- O julgamento da trama golpista envolvendo Jair Bolsonaro e ex-ministros, incluindo Augusto Heleno e Paulo Sérgio Nogueira, está em andamento no Supremo Tribunal Federal (STF).
- A sentença dos réus deve ser anunciada na próxima sexta-feira, 12 de janeiro.
- Augusto Heleno apresentou uma defesa robusta, alegando que as provas contra ele são frágeis e que se afastou do núcleo decisório do governo em 2021.
- Paulo Sérgio Nogueira mudou sua estratégia de defesa, destacando testemunhos que o posicionam como opositor dos planos golpistas, apesar de sua atuação controversa contra o Tribunal Superior Eleitoral (TSE).
- O julgamento é um marco na análise da atuação das Forças Armadas durante o governo Bolsonaro e suas implicações na democracia brasileira.
Os ex-ministros Augusto Heleno e Paulo Sérgio Nogueira se aproximam do desfecho do julgamento da trama golpista no STF, que envolve o ex-presidente Jair Bolsonaro. A Primeira Turma do Supremo deve anunciar a sentença dos réus na próxima sexta-feira, 12 de janeiro.
Heleno apresenta uma defesa robusta, com advogados argumentando que as provas contra ele são frágeis. O advogado Matheus Milanez destaca que a principal evidência, um caderno apreendido pela Polícia Federal, não tem data definida e ignora outros trechos que mostram o general em posições contrárias. A defesa enfatiza que Heleno se afastou do núcleo decisório do governo em 2021, quando Bolsonaro se aliou ao centrão.
Por outro lado, Paulo Sérgio Nogueira alterou sua estratégia de defesa. Inicialmente, seu advogado Andrew Fernandes focou pouco no mérito das acusações, mas, ao longo do processo, passou a ressaltar testemunhos que mostram Nogueira como um opositor dos planos golpistas de Bolsonaro. O ex-ministro é acusado de ter atuado de forma subserviente ao ex-presidente, especialmente em relação às urnas eletrônicas.

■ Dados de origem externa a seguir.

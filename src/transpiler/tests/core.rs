//! Core translation tests: context model, rewrites and failures.

use pretty_assertions::assert_eq;

use crate::prelude::*;
use crate::transpiler::DEFAULT_MAX_DEPTH;

fn sql(expr: &Expr, dialect: Dialect) -> String {
    expr.to_sql_with_dialect(dialect).unwrap()
}

#[test]
fn test_null_comparison() {
    let expr = text_col("companyName").eq(null());
    assert_eq!(sql(&expr, Dialect::Generic), "(companyName is null)");

    let expr = text_col("companyName").ne(null());
    assert_eq!(sql(&expr, Dialect::Generic), "(companyName is not null)");

    let expr = null().eq(text_col("city"));
    assert_eq!(sql(&expr, Dialect::Oracle), "(city is null)");
}

#[test]
fn test_compare_to_case() {
    let expr = text_col("companyName").compare_to(lit("dr")).eq(lit(1));
    assert_eq!(
        sql(&expr, Dialect::Generic),
        "((case when companyName = 'dr' then 0 when companyName < 'dr' then -1 else 1 end) = 1)"
    );
    assert_eq!(
        sql(&expr, Dialect::SqlServer),
        "((case when companyName = 'dr' then 0 when companyName < 'dr' then -1 else 1 end) = 1)"
    );
    assert_eq!(
        sql(&expr, Dialect::Access),
        "(IIF(companyName = 'dr', 0, IIF(companyName < 'dr', -1, 1)) = 1)"
    );
}

#[test]
fn test_boolean_column_as_predicate() {
    assert_eq!(sql(&bool_col("active"), Dialect::Generic), "(active <> 0)");
    assert_eq!(sql(&bool_col("active").not(), Dialect::Generic), "not (active <> 0)");

    let expr = bool_col("active").and(int_col("n").gt(lit(3)));
    assert_eq!(sql(&expr, Dialect::Generic), "((active <> 0) and (n > 3))");
}

#[test]
fn test_predicate_as_value() {
    let expr = bool_col("a").eq(int_col("x").gt(lit(1)));
    assert_eq!(
        sql(&expr, Dialect::Generic),
        "(a = (case when (x > 1) then 1 else 0 end))"
    );
    // comparisons already yield -1/0
    assert_eq!(sql(&expr, Dialect::Access), "(a = (x > 1))");
}

#[test]
fn test_coercion_is_idempotent() {
    let pred = int_col("x").gt(lit(1));
    let once = int_col("y").eq(pred.clone().convert(ValueKind::Boolean));
    let twice = int_col("y").eq(
        pred.clone()
            .convert(ValueKind::Boolean)
            .convert(ValueKind::Boolean),
    );
    let plain = int_col("y").eq(pred.clone());

    let expected = "(y = (case when (x > 1) then 1 else 0 end))";
    assert_eq!(sql(&plain, Dialect::Generic), expected);
    assert_eq!(sql(&once, Dialect::Generic), expected);
    assert_eq!(sql(&twice, Dialect::Generic), expected);

    let top = pred.convert(ValueKind::Boolean).convert(ValueKind::Boolean);
    assert_eq!(sql(&top, Dialect::Generic), "(x > 1)");
}

#[test]
fn test_negate_never_emits_double_dash() {
    let expr = int_col("x").neg().neg().eq(lit(1));
    assert_eq!(sql(&expr, Dialect::Generic), "(-(-x) = 1)");

    let expr = lit(-5).neg().eq(int_col("x"));
    assert_eq!(sql(&expr, Dialect::Generic), "(-(-5) = x)");

    let expr = int_col("x").sub(lit(-1)).eq(lit(0));
    assert_eq!(sql(&expr, Dialect::Generic), "((x - -1) = 0)");
}

#[test]
fn test_negated_templates_never_emit_double_dash() {
    let expr = decimal("Negate", vec![lit(rust_decimal::Decimal::new(-5, 0))])
        .eq(decimal_col("d"))
        .and(int_col("tenant").eq(lit(3)));
    let s = sql(&expr, Dialect::Generic);
    assert_eq!(s, "(((-(-5)) = d) and (tenant = 3))");
    assert!(!s.contains("--"));

    let expr = math("Ceiling", vec![lit(-5.5)]).eq(real_col("x"));
    assert_eq!(sql(&expr, Dialect::Access), "((-Int(-(-5.5))) = x)");

    let expr = math("Ceiling", vec![real_col("y").neg()]).eq(real_col("x"));
    assert_eq!(sql(&expr, Dialect::Access), "((-Int(-(-y))) = x)");
}

#[test]
fn test_string_concat_flattening() {
    let expr = text_col("a").add(lit("-")).add(text_col("b")).eq(lit("x-y"));
    assert_eq!(sql(&expr, Dialect::Generic), "((a || '-' || b) = 'x-y')");
    assert_eq!(sql(&expr, Dialect::SqlServer), "((a + '-' + b) = 'x-y')");
    assert_eq!(sql(&expr, Dialect::MySql), "(CONCAT(a, '-', b) = 'x-y')");
}

#[test]
fn test_numeric_add_is_not_concat() {
    let expr = int_col("a").add(int_col("b")).add(lit(1)).gt(lit(0));
    assert_eq!(sql(&expr, Dialect::MySql), "(((a + b) + 1) > 0)");
}

#[test]
fn test_coalesce() {
    let expr = int_col("a")
        .coalesce(int_col("b").coalesce(lit(0)))
        .gt(lit(1));
    assert_eq!(sql(&expr, Dialect::Generic), "(COALESCE(a, b, 0) > 1)");
    assert_eq!(
        sql(&expr, Dialect::Access),
        "(IIF(a is not null, a, IIF(b is not null, b, 0)) > 1)"
    );
}

#[test]
fn test_shift_operators() {
    let expr = int_col("flags").shl(lit(2)).eq(lit(8));
    assert_eq!(sql(&expr, Dialect::Generic), "((flags * POWER(2, 2)) = 8)");
    assert_eq!(sql(&expr, Dialect::Access), "((flags * (2^2)) = 8)");

    let expr = int_col("flags").shr(lit(1)).eq(lit(2));
    assert_eq!(sql(&expr, Dialect::Oracle), "(TRUNC(flags / POWER(2, 1)) = 2)");
}

#[test]
fn test_integer_division_truncates() {
    let expr = int_col("a").div(int_col("b")).eq(lit(2));
    assert_eq!(sql(&expr, Dialect::Generic), "((a / b) = 2)");
    assert_eq!(sql(&expr, Dialect::Oracle), "(TRUNC(a / b) = 2)");
    assert_eq!(sql(&expr, Dialect::Access), "(Fix(a / b) = 2)");
    assert_eq!(sql(&expr, Dialect::MySql), "((a div b) = 2)");

    let expr = real_col("a").div(int_col("b")).eq(lit(2));
    assert_eq!(sql(&expr, Dialect::Oracle), "((a / b) = 2)");
}

#[test]
fn test_modulo_and_power() {
    let expr = int_col("a").rem(lit(2)).eq(lit(0));
    assert_eq!(sql(&expr, Dialect::Generic), "((a % 2) = 0)");
    assert_eq!(sql(&expr, Dialect::Oracle), "(MOD(a, 2) = 0)");
    assert_eq!(sql(&expr, Dialect::Access), "((a MOD 2) = 0)");

    let expr = int_col("a").pow(lit(2)).gt(lit(4));
    assert_eq!(sql(&expr, Dialect::Generic), "((a ^ 2) > 4)");
    assert_eq!(sql(&expr, Dialect::SqlServer), "(POWER(a, 2) > 4)");
    assert_eq!(sql(&expr, Dialect::Access), "((a^2) > 4)");
}

#[test]
fn test_bitwise_operators() {
    let expr = int_col("flags").bit_and(lit(4)).ne(lit(0));
    assert_eq!(sql(&expr, Dialect::Generic), "((flags & 4) <> 0)");
    assert_eq!(sql(&expr, Dialect::Oracle), "(BITAND(flags, 4) <> 0)");
    assert_eq!(sql(&expr, Dialect::Access), "((flags BAND 4) <> 0)");

    let expr = int_col("a").xor(int_col("b")).eq(lit(0));
    assert_eq!(sql(&expr, Dialect::Sqlite), "(((a | b) - (a & b)) = 0)");
    assert_eq!(sql(&expr, Dialect::SqlServer), "((a ^ b) = 0)");
    assert_eq!(sql(&expr, Dialect::Access), "((a XOR b) = 0)");
}

#[test]
fn test_eager_boolean_operators() {
    let expr = bool_col("a").bit_and(int_col("n").gt(lit(1)));
    assert_eq!(sql(&expr, Dialect::Generic), "((a <> 0) and (n > 1))");

    let expr = bool_col("a").xor(bool_col("b"));
    assert_eq!(sql(&expr, Dialect::Generic), "(a <> b)");
}

#[test]
fn test_conditional_chain_flattens() {
    let expr = conditional(
        int_col("a").gt(lit(10)),
        lit("big"),
        conditional(int_col("a").gt(lit(5)), lit("mid"), lit("small")),
    )
    .eq(lit("big"));
    assert_eq!(
        sql(&expr, Dialect::Generic),
        "((case when (a > 10) then 'big' when (a > 5) then 'mid' else 'small' end) = 'big')"
    );
    assert_eq!(
        sql(&expr, Dialect::Access),
        "(IIF((a > 10), 'big', IIF((a > 5), 'mid', 'small')) = 'big')"
    );
}

#[test]
fn test_conditional_on_integer_discriminant() {
    let expr = conditional(int_col("flag"), lit(1), lit(2)).eq(lit(1));
    assert_eq!(sql(&expr, Dialect::Generic), "((case flag when 0 then 2 else 1 end) = 1)");
}

#[test]
fn test_array_contains() {
    let expr = int_col("id").in_array(vec![lit(1), lit(2), lit(3)]);
    assert_eq!(sql(&expr, Dialect::Generic), "(id in (1, 2, 3))");

    let expr = int_col("id").in_array(vec![]);
    assert_eq!(sql(&expr, Dialect::Generic), "(1 = 0)");

    let result = int_col("id")
        .in_array(vec![lit(1), lit(2)])
        .to_sql_parameterized(Dialect::Oracle)
        .unwrap();
    assert_eq!(result.sql, "(id in (:p0, :p1))");
}

#[test]
fn test_datetime_constructor() {
    let expr = date_col("d").gt(datetime(vec![lit(2015), lit(1), lit(2)]));
    assert_eq!(sql(&expr, Dialect::Access), "(d > DateSerial(2015, 1, 2))");
    assert_eq!(
        sql(&expr, Dialect::Oracle),
        "(d > TO_DATE(2015 || '-' || 1 || '-' || 2, 'yyyy-mm-dd'))"
    );

    let bad = date_col("d").gt(datetime(vec![lit(2015), lit(1), lit(2), lit(3)]));
    assert!(matches!(
        bad.to_sql_with_dialect(Dialect::Access),
        Err(TranslateError::Unsupported { .. })
    ));
}

#[test]
fn test_date_difference() {
    let expr = date_col("a").sub(date_col("b")).gt(lit(7));
    assert_eq!(sql(&expr, Dialect::SqlServer), "(DATEDIFF(day, b, a) > 7)");
    assert_eq!(
        sql(&expr, Dialect::Sqlite),
        "(CAST(JULIANDAY(a) - JULIANDAY(b) AS INTEGER) > 7)"
    );

    let expr = call_static(MethodFamily::DateOps, "Subtract", vec![date_col("a"), date_col("b")])
        .gt(lit(7));
    assert_eq!(sql(&expr, Dialect::MySql), "(DATEDIFF(a, b) > 7)");
}

#[test]
fn test_column_resolver() {
    let expr = text_col("companyName").eq(null());
    let translator = Translator::new(Dialect::SqlServer).with_resolver(|name| format!("[{}]", name));
    assert_eq!(translator.translate(&expr).unwrap(), "([companyName] is null)");

    let upper = |name: &str| name.to_uppercase();
    let result = crate::translate_parameterized(
        &text_col("city").eq(lit("x")),
        Dialect::Generic,
        Some(&upper),
    )
    .unwrap();
    assert_eq!(result.sql, "(CITY = @p0)");
}

#[test]
fn test_deterministic_output() {
    let expr = text_col("companyName")
        .starts_with(lit("dr"))
        .and(date_col("createTime").year().eq(lit(2015)));
    for dialect in Dialect::ALL {
        let first = expr.to_sql_parameterized(dialect).unwrap();
        let second = expr.to_sql_parameterized(dialect).unwrap();
        assert_eq!(first, second);
    }
}

#[test]
fn test_unknown_method_is_unsupported() {
    let expr = text_col("a")
        .call(MethodFamily::StringOps, "PadLeft", vec![lit(3)])
        .eq(lit("x"));
    let err = expr.to_sql().unwrap_err();
    assert!(matches!(err, TranslateError::Unsupported { dialect: "generic", .. }));
}

#[test]
fn test_wrong_arity_is_malformed() {
    let expr = text_col("a")
        .call(MethodFamily::StringOps, "Substring", vec![lit(1), lit(2), lit(3)])
        .eq(lit("x"));
    let err = expr.to_sql().unwrap_err();
    assert_eq!(
        err.to_string(),
        "Malformed expression: `Substring` expects 1..=2 arguments, got 3"
    );

    let expr = call_static(MethodFamily::StringOps, "StartsWith", vec![text_col("a")]);
    assert!(matches!(expr.to_sql(), Err(TranslateError::Malformed(_))));
}

#[test]
fn test_unsupported_constructs() {
    let expr = date_col("t").date_part("Millisecond").eq(lit(0));
    let err = expr.to_sql_with_dialect(Dialect::Access).unwrap_err();
    assert_eq!(err.to_string(), "access dialect cannot translate `t.Millisecond`");

    let expr = int_col("n").not().eq(lit(0));
    assert!(expr.to_sql_with_dialect(Dialect::Oracle).is_err());
    assert_eq!(sql(&expr, Dialect::Generic), "(~n = 0)");

    let expr = real_col("x").eq(lit(f64::NAN));
    assert!(expr.to_sql().is_err());
    assert!(expr.to_sql_parameterized(Dialect::Generic).is_ok());

    let expr = array(vec![lit(1)]).eq(int_col("x"));
    assert!(expr.to_sql().is_err());
}

#[test]
fn test_depth_limit() {
    let mut expr = int_col("a");
    for _ in 0..DEFAULT_MAX_DEPTH + 44 {
        expr = expr.add(lit(1));
    }
    let expr = expr.gt(lit(0));

    let err = expr.to_sql().unwrap_err();
    assert!(matches!(err, TranslateError::Malformed(_)));

    let deep = Translator::new(Dialect::Generic).with_max_depth(1000);
    assert!(deep.translate(&expr).unwrap().starts_with("(((("));
}
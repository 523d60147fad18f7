use crate::ast::{BinaryOp, Expr, HostKind, Member, MethodCall, MethodFamily, Value};
use crate::transpiler::dialect::DialectRules;

use super::ansi;

pub const RULES: DialectRules = DialectRules {
    name: "sqlite",
    member,
    method,
    binary,
    constructor,
    literal,
    date_diff: "CAST(JULIANDAY({0}) - JULIANDAY({1}) AS INTEGER)",
    ..ansi::RULES
};

pub fn member(m: &Member) -> Option<&'static str> {
    match (m.family, m.name.as_str()) {
        (MethodFamily::StringOps, "Length") => Some("LENGTH({0})"),
        (MethodFamily::DateOps, "Year") => Some("STRFTIME('%Y', {0})"),
        (MethodFamily::DateOps, "Month") => Some("STRFTIME('%m', {0})"),
        (MethodFamily::DateOps, "Day") => Some("STRFTIME('%d', {0})"),
        (MethodFamily::DateOps, "Hour") => Some("STRFTIME('%H', {0})"),
        (MethodFamily::DateOps, "Minute") => Some("STRFTIME('%M', {0})"),
        (MethodFamily::DateOps, "Second") => Some("STRFTIME('%S', {0})"),
        (MethodFamily::DateOps, "Millisecond") => {
            Some("(CAST(STRFTIME('%f', {0}) * 1000 AS INTEGER) % 1000)")
        }
        (MethodFamily::DateOps, "DayOfWeek") => Some("STRFTIME('%w', {0})"),
        (MethodFamily::DateOps, "DayOfYear") => Some("STRFTIME('%j', {0})"),
        _ => ansi::member(m),
    }
}

pub fn method(call: &MethodCall) -> Option<&'static str> {
    let args = call.args.len();
    match (call.family, call.method.as_str(), args) {
        (MethodFamily::StringOps, "StartsWith", _) => Some("LIKE({1} || '%', {0})"),
        (MethodFamily::StringOps, "EndsWith", _) => Some("LIKE('%' || {1}, {0})"),
        (MethodFamily::StringOps, "Contains", _) => Some("LIKE('%' || {1} || '%', {0})"),
        (MethodFamily::StringOps, "Substring", 1) => Some("SUBSTR({0}, {1} + 1)"),
        (MethodFamily::StringOps, "Substring", _) => Some("SUBSTR({0}, {1} + 1, {2})"),
        (MethodFamily::StringOps, "IndexOf", 1) => Some("(INSTR({0}, {1}) - 1)"),
        // INSTR takes no start position
        (MethodFamily::StringOps, "IndexOf", _) => None,
        (MethodFamily::StringOps, "Remove", 1) => Some("SUBSTR({0}, 1, {1})"),
        (MethodFamily::StringOps, "Remove", _) => {
            Some("(SUBSTR({0}, 1, {1}) || SUBSTR({0}, {1} + {2} + 1))")
        }
        (MethodFamily::DateOps, "AddYears", _) => Some("DATETIME({0}, {1} || ' years')"),
        (MethodFamily::DateOps, "AddMonths", _) => Some("DATETIME({0}, {1} || ' months')"),
        (MethodFamily::DateOps, "AddDays", _) => Some("DATETIME({0}, {1} || ' days')"),
        (MethodFamily::DateOps, "AddHours", _) => Some("DATETIME({0}, {1} || ' hours')"),
        (MethodFamily::DateOps, "AddMinutes", _) => Some("DATETIME({0}, {1} || ' minutes')"),
        (MethodFamily::DateOps, "AddSeconds", _) => Some("DATETIME({0}, {1} || ' seconds')"),
        (MethodFamily::DateOps, "AddMilliseconds", _) => {
            Some("DATETIME({0}, ({1} / 1000.0) || ' seconds')")
        }
        (MethodFamily::DecimalOps | MethodFamily::MathOps, "Truncate", _) => {
            Some("CAST({0} AS INTEGER)")
        }
        (MethodFamily::DecimalOps | MethodFamily::MathOps, "Ceiling", _) => {
            Some("(CAST({0} AS INTEGER) + ({0} > CAST({0} AS INTEGER)))")
        }
        (MethodFamily::DecimalOps | MethodFamily::MathOps, "Floor", _) => {
            Some("(CAST({0} AS INTEGER) - ({0} < CAST({0} AS INTEGER)))")
        }
        (_, "ToString", _) => Some("CAST({0} AS TEXT)"),
        _ => ansi::method(call),
    }
}

pub fn binary(op: BinaryOp, left: &Expr, right: &Expr) -> Option<&'static str> {
    match op {
        BinaryOp::Power => Some("POWER({0}, {1})"),
        _ => ansi::binary(op, left, right),
    }
}

pub fn constructor(ty: &HostKind, args: usize) -> Option<&'static str> {
    match (ty, args) {
        (HostKind::DateTime, 3) => Some("DATE(printf('%04d-%02d-%02d', {0}, {1}, {2}))"),
        (HostKind::DateTime, 6) => Some(
            "DATETIME(printf('%04d-%02d-%02d %02d:%02d:%02d', {0}, {1}, {2}, {3}, {4}, {5}))",
        ),
        _ => None,
    }
}

pub fn literal(value: &Value) -> Option<String> {
    match value {
        Value::DateTime(dt) => Some(ansi::quote(&ansi::datetime_text(dt))),
        Value::DateTimeOffset(dt) => Some(ansi::quote(&dt.to_rfc3339())),
        Value::Time(t) => Some(ansi::quote(&ansi::time_text(t))),
        _ => ansi::literal(value),
    }
}
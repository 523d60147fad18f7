use chrono::{DateTime, FixedOffset, NaiveDateTime, NaiveTime};
use rust_decimal::Decimal;
use serde::{Deserialize, Serialize};
use uuid::Uuid;

use crate::ast::ValueKind;

/// A literal captured by the front end.
#[derive(Debug, Clone, PartialEq, Serialize, Deserialize)]
pub enum Value {
    /// NULL value
    Null,
    /// Boolean
    Bool(bool),
    I8(i8),
    U8(u8),
    I16(i16),
    U16(u16),
    I32(i32),
    U32(u32),
    I64(i64),
    U64(u64),
    F32(f32),
    F64(f64),
    /// Fixed-point decimal
    Decimal(Decimal),
    /// String
    String(String),
    /// Single character
    Char(char),
    /// Date and time without offset
    DateTime(NaiveDateTime),
    /// Date and time with a UTC offset
    DateTimeOffset(DateTime<FixedOffset>),
    /// Time of day
    Time(NaiveTime),
    /// Byte sequence
    Bytes(Vec<u8>),
    /// Globally-unique id
    Guid(Uuid),
}

impl Value {
    /// The host type category this literal was captured as. `None` for NULL.
    pub fn host_kind(&self) -> Option<HostKind> {
        let kind = match self {
            Value::Null => return None,
            Value::Bool(_) => HostKind::Bool,
            Value::I8(_) => HostKind::I8,
            Value::U8(_) => HostKind::U8,
            Value::I16(_) => HostKind::I16,
            Value::U16(_) => HostKind::U16,
            Value::I32(_) => HostKind::I32,
            Value::U32(_) => HostKind::U32,
            Value::I64(_) => HostKind::I64,
            Value::U64(_) => HostKind::U64,
            Value::F32(_) => HostKind::F32,
            Value::F64(_) => HostKind::F64,
            Value::Decimal(_) => HostKind::Decimal,
            Value::String(_) => HostKind::String,
            Value::Char(_) => HostKind::Char,
            Value::DateTime(_) => HostKind::DateTime,
            Value::DateTimeOffset(_) => HostKind::DateTimeOffset,
            Value::Time(_) => HostKind::Time,
            Value::Bytes(_) => HostKind::Bytes,
            Value::Guid(_) => HostKind::Guid,
        };
        Some(kind)
    }

    pub fn is_null(&self) -> bool {
        matches!(self, Value::Null)
    }

    /// True for integers, floats and decimals.
    pub fn is_numeric(&self) -> bool {
        self.host_kind().is_some_and(|k| k.is_numeric())
    }
}

impl std::fmt::Display for Value {
    fn fmt(&self, f: &mut std::fmt::Formatter<'_>) -> std::fmt::Result {
        match self {
            Value::Null => write!(f, "null"),
            Value::Bool(b) => write!(f, "{}", b),
            Value::I8(n) => write!(f, "{}", n),
            Value::U8(n) => write!(f, "{}", n),
            Value::I16(n) => write!(f, "{}", n),
            Value::U16(n) => write!(f, "{}", n),
            Value::I32(n) => write!(f, "{}", n),
            Value::U32(n) => write!(f, "{}", n),
            Value::I64(n) => write!(f, "{}", n),
            Value::U64(n) => write!(f, "{}", n),
            Value::F32(n) => write!(f, "{}", n),
            Value::F64(n) => write!(f, "{}", n),
            Value::Decimal(d) => write!(f, "{}m", d),
            Value::String(s) => write!(f, "{:?}", s),
            Value::Char(c) => write!(f, "{:?}", c),
            Value::DateTime(dt) => write!(f, "#{}#", dt),
            Value::DateTimeOffset(dt) => write!(f, "#{}#", dt),
            Value::Time(t) => write!(f, "#{}#", t),
            Value::Bytes(b) => write!(f, "bytes[{}]", b.len()),
            Value::Guid(u) => write!(f, "{{{}}}", u),
        }
    }
}

impl From<bool> for Value {
    fn from(b: bool) -> Self {
        Value::Bool(b)
    }
}

impl From<i32> for Value {
    fn from(n: i32) -> Self {
        Value::I32(n)
    }
}

impl From<i64> for Value {
    fn from(n: i64) -> Self {
        Value::I64(n)
    }
}

impl From<f64> for Value {
    fn from(n: f64) -> Self {
        Value::F64(n)
    }
}

impl From<Decimal> for Value {
    fn from(d: Decimal) -> Self {
        Value::Decimal(d)
    }
}

impl From<&str> for Value {
    fn from(s: &str) -> Self {
        Value::String(s.to_string())
    }
}

impl From<String> for Value {
    fn from(s: String) -> Self {
        Value::String(s)
    }
}

impl From<char> for Value {
    fn from(c: char) -> Self {
        Value::Char(c)
    }
}

impl From<NaiveDateTime> for Value {
    fn from(dt: NaiveDateTime) -> Self {
        Value::DateTime(dt)
    }
}

impl From<NaiveTime> for Value {
    fn from(t: NaiveTime) -> Self {
        Value::Time(t)
    }
}

impl From<Vec<u8>> for Value {
    fn from(b: Vec<u8>) -> Self {
        Value::Bytes(b)
    }
}

impl From<Uuid> for Value {
    fn from(u: Uuid) -> Self {
        Value::Guid(u)
    }
}

/// Host type categories a constant can be captured as.
#[derive(Debug, Clone, PartialEq, Eq, Hash, Serialize, Deserialize)]
pub enum HostKind {
    Bool,
    I8,
    U8,
    I16,
    U16,
    I32,
    U32,
    I64,
    U64,
    F32,
    F64,
    Decimal,
    String,
    Char,
    DateTime,
    DateTimeOffset,
    Time,
    Bytes,
    Guid,
    /// A host type the type mapping knows nothing about.
    Other(String),
}

impl HostKind {
    pub fn is_integer(&self) -> bool {
        matches!(
            self,
            HostKind::I8
                | HostKind::U8
                | HostKind::I16
                | HostKind::U16
                | HostKind::I32
                | HostKind::U32
                | HostKind::I64
                | HostKind::U64
        )
    }

    pub fn is_numeric(&self) -> bool {
        self.is_integer() || matches!(self, HostKind::F32 | HostKind::F64 | HostKind::Decimal)
    }

    /// Value types are never null unless wrapped in a nullable.
    pub fn is_value_type(&self) -> bool {
        !matches!(self, HostKind::String | HostKind::Bytes | HostKind::Other(_))
    }

    /// The static result kind of an expression of this host type.
    pub fn value_kind(&self) -> ValueKind {
        match self {
            HostKind::Bool => ValueKind::Boolean,
            k if k.is_integer() => ValueKind::Integer,
            HostKind::F32 | HostKind::F64 => ValueKind::Real,
            HostKind::Decimal => ValueKind::Decimal,
            HostKind::String | HostKind::Char => ValueKind::String,
            HostKind::DateTime | HostKind::DateTimeOffset => ValueKind::Date,
            _ => ValueKind::Other,
        }
    }
}

impl std::fmt::Display for HostKind {
    fn fmt(&self, f: &mut std::fmt::Formatter<'_>) -> std::fmt::Result {
        match self {
            HostKind::Bool => write!(f, "bool"),
            HostKind::I8 => write!(f, "i8"),
            HostKind::U8 => write!(f, "u8"),
            HostKind::I16 => write!(f, "i16"),
            HostKind::U16 => write!(f, "u16"),
            HostKind::I32 => write!(f, "i32"),
            HostKind::U32 => write!(f, "u32"),
            HostKind::I64 => write!(f, "i64"),
            HostKind::U64 => write!(f, "u64"),
            HostKind::F32 => write!(f, "f32"),
            HostKind::F64 => write!(f, "f64"),
            HostKind::Decimal => write!(f, "decimal"),
            HostKind::String => write!(f, "string"),
            HostKind::Char => write!(f, "char"),
            HostKind::DateTime => write!(f, "datetime"),
            HostKind::DateTimeOffset => write!(f, "datetimeoffset"),
            HostKind::Time => write!(f, "time"),
            HostKind::Bytes => write!(f, "bytes"),
            HostKind::Guid => write!(f, "guid"),
            HostKind::Other(name) => write!(f, "{}", name),
        }
    }
}

/// A host type: category plus nullability.
#[derive(Debug, Clone, PartialEq, Eq, Hash, Serialize, Deserialize)]
pub struct HostType {
    pub kind: HostKind,
    /// Wrapped in a nullable (`Option<T>` / `T?`).
    #[serde(default)]
    pub nullable: bool,
}

impl HostType {
    pub fn of(kind: HostKind) -> Self {
        Self { kind, nullable: false }
    }

    pub fn nullable(kind: HostKind) -> Self {
        Self { kind, nullable: true }
    }
}

impl From<HostKind> for HostType {
    fn from(kind: HostKind) -> Self {
        Self::of(kind)
    }
}

impl std::fmt::Display for HostType {
    fn fmt(&self, f: &mut std::fmt::Formatter<'_>) -> std::fmt::Result {
        if self.nullable {
            write!(f, "{}?", self.kind)
        } else {
            write!(f, "{}", self.kind)
        }
    }
}
//! Ergonomic builder functions for predicate trees.
//!
//! Builders compute each node's result kind the way a front end lowering
//! native predicate syntax would, so trees built here are ready to translate.
//!
//! # Modules
//!
//! - `columns` - Column references of a known kind
//! - `literals` - Captured constants (`lit`, `null`, typed nulls)
//! - `ext` - Operator methods on `Expr` (`eq`, `and`, `add`, ...)
//! - `functions` - Method calls, members, conditionals, constructors
//!
//! # Example
//! ```ignore
//! use sqlpred::ast::builders::*;
//!
//! let pred = text_col("companyName")
//!     .starts_with(lit("dr"))
//!     .and(text_col("city").eq(lit("Hangzhou")));
//! ```

pub mod columns;
pub mod ext;
pub mod functions;
pub mod literals;

pub use columns::*;
pub use functions::*;
pub use literals::*;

Depoimentos de outros generais corroboram a defesa de Paulo Sérgio, que tentava convencer Bolsonaro a não seguir com ações golpistas. O tenente-coronel Mauro Cid, em delação, afirmou que Nogueira e outros generais acreditavam que qualquer ação contrária ao resultado das eleições seria um golpe. A situação de Paulo Sérgio, no entanto, é complexa, pois sua atuação contra o TSE durante as eleições de 2022 ainda pesa contra ele.
O julgamento, que envolve também outros réus como Alexandre Ramagem e Walter Braga Netto, é um marco importante na análise da atuação das Forças Armadas durante o governo Bolsonaro e suas implicações na democracia brasileira.